The Centralia City Council has finally passed a truancy ordinance.
Police Chief Greg Dodson has been pushing the ordinance as a way to get truants back in school more quickly. He told the council in Marion County along last school year there were 503 referrals for truancy in the city. Dodson says 161 were not resolved and were taken to the truancy review board, with 27 of those eventually being referred to the State’s Attorney’s office.
“There’s about a 60-day time period from the time a student is identified as truant, 60-plus days until we can get them to a truancy review board. We are hoping that these 142 kids that referrals that return to school after the truancy review board with no punitive action. A city ordinance could speed that process up and get them back to school quicker. And the whole idea behind it is if the kids go back the school, the ordinance is dropped, and there are no consequences.”
Dodson says the number of truancy cases is actually 30 to 40 percent higher if Clinton County numbers were added.
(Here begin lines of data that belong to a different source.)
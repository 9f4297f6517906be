//! Pragma tables and argument parsing.
//!
//! Each scope has a table of recognized pragma keys. Only methods recognize
//! any today; module and object pragmas are rejected by the main pass.

use chasm_core::{CompilationError, Number, Width};
use chasm_parser::ast::{LiteralKind, Pragma};

use crate::intern::Interner;
use crate::ir::PragmaSettings;
use crate::passes::operand::reinterpret_bits;

/// The literal kind a pragma argument must have.
#[derive(Debug, Clone, Copy, PartialEq, Eq)]
pub enum ValueKind {
    Identifier,
    Integer,
    Float,
    String,
}

impl ValueKind {
    fn description(self) -> &'static str {
        match self {
            ValueKind::Identifier => "an identifier",
            ValueKind::Integer => "an integer",
            ValueKind::Float => "a float",
            ValueKind::String => "a string",
        }
    }
}

/// Whether a pragma takes an argument.
#[derive(Debug, Clone, Copy, PartialEq)]
pub enum ArgPolicy {
    /// No argument; the pragma acts as a flag.
    Forbidden,
    /// The default is used when no argument is given.
    Optional(PragmaValue),
    Required,
}

/// The setting a pragma writes.
#[derive(Debug, Clone, Copy, PartialEq, Eq)]
pub enum PragmaTarget {
    DebugSymbol,
    StackLimit,
    LocalLimit,
}

/// A parsed pragma argument.
#[derive(Debug, Clone, Copy, PartialEq)]
pub enum PragmaValue {
    Flag(bool),
    Number(Number),
    /// String-table index of an identifier or string argument.
    Interned(u32),
}

/// One recognized pragma key.
#[derive(Debug, Clone, Copy)]
pub struct PragmaSpec {
    pub key: &'static str,
    pub kind: ValueKind,
    pub width: Option<Width>,
    pub policy: ArgPolicy,
    pub target: PragmaTarget,
}

/// Pragmas recognized inside a method body.
pub const METHOD_PRAGMAS: &[PragmaSpec] = &[
    PragmaSpec {
        key: "debugsym",
        kind: ValueKind::String,
        width: None,
        policy: ArgPolicy::Required,
        target: PragmaTarget::DebugSymbol,
    },
    PragmaSpec {
        key: "limstack",
        kind: ValueKind::Integer,
        width: Some(Width::U8),
        policy: ArgPolicy::Required,
        target: PragmaTarget::StackLimit,
    },
    PragmaSpec {
        key: "limlocal",
        kind: ValueKind::Integer,
        width: Some(Width::U8),
        policy: ArgPolicy::Required,
        target: PragmaTarget::LocalLimit,
    },
];

/// Look up a key in a scope's table.
pub fn lookup<'a>(table: &'a [PragmaSpec], key: &str) -> Option<&'a PragmaSpec> {
    table.iter().find(|spec| spec.key == key)
}

impl PragmaSpec {
    /// Check the argument policy and parse the argument.
    pub fn evaluate(&self, pragma: &Pragma<'_>, interner: &mut Interner) -> Result<PragmaValue, CompilationError> {
        let name = || pragma.key.name.to_string();
        match (pragma.arg, self.policy) {
            (Some(_), ArgPolicy::Forbidden) => Err(CompilationError::PragmaArgumentForbidden {
                name: name(),
                span: pragma.span,
            }),
            (None, ArgPolicy::Required) => Err(CompilationError::PragmaArgumentRequired {
                name: name(),
                span: pragma.span,
            }),
            (None, ArgPolicy::Forbidden) => Ok(PragmaValue::Flag(true)),
            (None, ArgPolicy::Optional(default)) => Ok(default),
            (Some(arg), _) => {
                let kind_error = || CompilationError::PragmaArgumentKind {
                    name: name(),
                    expected: self.kind.description(),
                    found: arg.kind.description().to_string(),
                    span: arg.span,
                };
                let value = match (self.kind, arg.kind) {
                    (ValueKind::Identifier | ValueKind::String, LiteralKind::Ident(s) | LiteralKind::String(s)) => {
                        return Ok(PragmaValue::Interned(interner.intern_string(s, arg.span)?));
                    }
                    (ValueKind::Integer, LiteralKind::Int(v) | LiteralKind::Bits(v)) => Number::Int(v),
                    (ValueKind::Float, LiteralKind::Int(v)) => Number::Float(v as f64),
                    (ValueKind::Float, LiteralKind::Bits(v)) => {
                        Number::Float(reinterpret_bits(v, self.width.unwrap_or(Width::F64), arg.span)?)
                    }
                    (ValueKind::Float, LiteralKind::Float(v)) => Number::Float(v),
                    _ => return Err(kind_error()),
                };
                let value = match self.width {
                    Some(width) => width
                        .restrict(value)
                        .map_err(|source| CompilationError::ValueOutOfRange { source, span: arg.span })?,
                    None => value,
                };
                Ok(PragmaValue::Number(value))
            }
        }
    }

    /// Store an evaluated value into the method's settings.
    pub fn apply(&self, value: PragmaValue, settings: &mut PragmaSettings) -> Result<(), CompilationError> {
        let mismatch = || CompilationError::internal(format!("pragma '{}' produced {value:?}", self.key));
        match (self.target, value) {
            (PragmaTarget::DebugSymbol, PragmaValue::Interned(idx)) => {
                settings.debug_symbol = idx;
                settings.debug_enabled = true;
            }
            (PragmaTarget::StackLimit, PragmaValue::Number(Number::Int(v))) => {
                settings.stack_limit = u8::try_from(v).map_err(|_| mismatch())?;
            }
            (PragmaTarget::LocalLimit, PragmaValue::Number(Number::Int(v))) => {
                settings.local_limit = u8::try_from(v).map_err(|_| mismatch())?;
            }
            _ => return Err(mismatch()),
        }
        Ok(())
    }
}

#[cfg(test)]
mod tests {
    use chasm_core::Span;
    use chasm_parser::ast::{Ident, Literal};

    use super::*;

    fn pragma(key: &'static str, arg: Option<LiteralKind<'static>>) -> Pragma<'static> {
        Pragma {
            key: Ident::new(key, Span::new(1, 2, key.len() as u32)),
            arg: arg.map(|kind| Literal {
                kind,
                span: Span::new(1, 20, 3),
            }),
            span: Span::new(1, 1, 24),
        }
    }

    fn run(key: &'static str, arg: Option<LiteralKind<'static>>) -> Result<PragmaSettings, CompilationError> {
        let mut interner = Interner::new();
        let mut settings = PragmaSettings::default();
        let spec = lookup(METHOD_PRAGMAS, key).unwrap();
        let value = spec.evaluate(&pragma(key, arg), &mut interner)?;
        spec.apply(value, &mut settings)?;
        Ok(settings)
    }

    #[test]
    fn limstack_sets_stack_limit() {
        let settings = run("limstack", Some(LiteralKind::Int(16))).unwrap();
        assert_eq!(settings.stack_limit, 16);
        assert_eq!(settings.local_limit, 0);
    }

    #[test]
    fn limlocal_is_width_checked() {
        let err = run("limlocal", Some(LiteralKind::Int(256))).unwrap_err();
        assert!(matches!(err, CompilationError::ValueOutOfRange { .. }));
        assert_eq!(err.span(), Span::new(1, 20, 3));
    }

    #[test]
    fn debugsym_interns_and_enables() {
        let settings = run("debugsym", Some(LiteralKind::String("main.csm"))).unwrap();
        assert_eq!(settings.debug_symbol, 0);
        assert!(settings.debug_enabled);
    }

    #[test]
    fn required_argument_missing() {
        let err = run("limstack", None).unwrap_err();
        assert!(matches!(err, CompilationError::PragmaArgumentRequired { .. }));
    }

    #[test]
    fn wrong_argument_kind() {
        let err = run("limstack", Some(LiteralKind::String("four"))).unwrap_err();
        assert!(matches!(
            err,
            CompilationError::PragmaArgumentKind { expected: "an integer", .. }
        ));
    }

    #[test]
    fn forbidden_and_optional_policies() {
        let mut interner = Interner::new();
        let flag = PragmaSpec {
            key: "flag",
            kind: ValueKind::Identifier,
            width: None,
            policy: ArgPolicy::Forbidden,
            target: PragmaTarget::DebugSymbol,
        };
        assert_eq!(
            flag.evaluate(&pragma("flag", None), &mut interner),
            Ok(PragmaValue::Flag(true))
        );
        let err = flag
            .evaluate(&pragma("flag", Some(LiteralKind::Ident("x"))), &mut interner)
            .unwrap_err();
        assert!(matches!(err, CompilationError::PragmaArgumentForbidden { .. }));

        let optional = PragmaSpec {
            policy: ArgPolicy::Optional(PragmaValue::Number(Number::Int(8))),
            kind: ValueKind::Integer,
            ..flag
        };
        assert_eq!(
            optional.evaluate(&pragma("flag", None), &mut interner),
            Ok(PragmaValue::Number(Number::Int(8)))
        );
    }

    #[test]
    fn float_pragmas_read_bits_as_ieee754() {
        let mut interner = Interner::new();
        let ratio = PragmaSpec {
            key: "ratio",
            kind: ValueKind::Float,
            width: Some(Width::F32),
            policy: ArgPolicy::Required,
            target: PragmaTarget::StackLimit,
        };
        assert_eq!(
            ratio.evaluate(&pragma("ratio", Some(LiteralKind::Bits(0x3fc0_0000))), &mut interner),
            Ok(PragmaValue::Number(Number::Float(1.5)))
        );
        assert_eq!(
            ratio.evaluate(&pragma("ratio", Some(LiteralKind::Int(2))), &mut interner),
            Ok(PragmaValue::Number(Number::Float(2.0)))
        );
        let err = ratio
            .evaluate(&pragma("ratio", Some(LiteralKind::Bits(0x7f80_0000))), &mut interner)
            .unwrap_err();
        assert!(matches!(err, CompilationError::ValueOutOfRange { .. }));

        let wide = PragmaSpec { width: None, ..ratio };
        assert_eq!(
            wide.evaluate(&pragma("ratio", Some(LiteralKind::Bits(0x4000_0000_0000_0000))), &mut interner),
            Ok(PragmaValue::Number(Number::Float(2.0)))
        );
    }

    #[test]
    fn lookup_borrows_from_the_table() {
        let spec = lookup(METHOD_PRAGMAS, "limlocal").unwrap();
        assert!(std::ptr::eq(spec, &METHOD_PRAGMAS[2]));
        assert_eq!(spec.target, PragmaTarget::LocalLimit);
    }

    #[test]
    fn unknown_key() {
        assert!(lookup(METHOD_PRAGMAS, "inline").is_none());
    }
}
He admits the numbers were extremely high last year due to COVID-19, but even in the 2019-20 school year before COVID hit, there were 186 initial truancy referrals with 60 going to the truancy review board and eventually eleven to the State’s Attorney.
There had been a concern raised about a section of the ordinance that banned truants students from being in public during school hours if they were home-schooled. The city attorney said home-schooled students were not covered by the ordinance.
The old city council had tabled the proposed ordinance multiple times. It was passed unanimously by the new city council Monday night.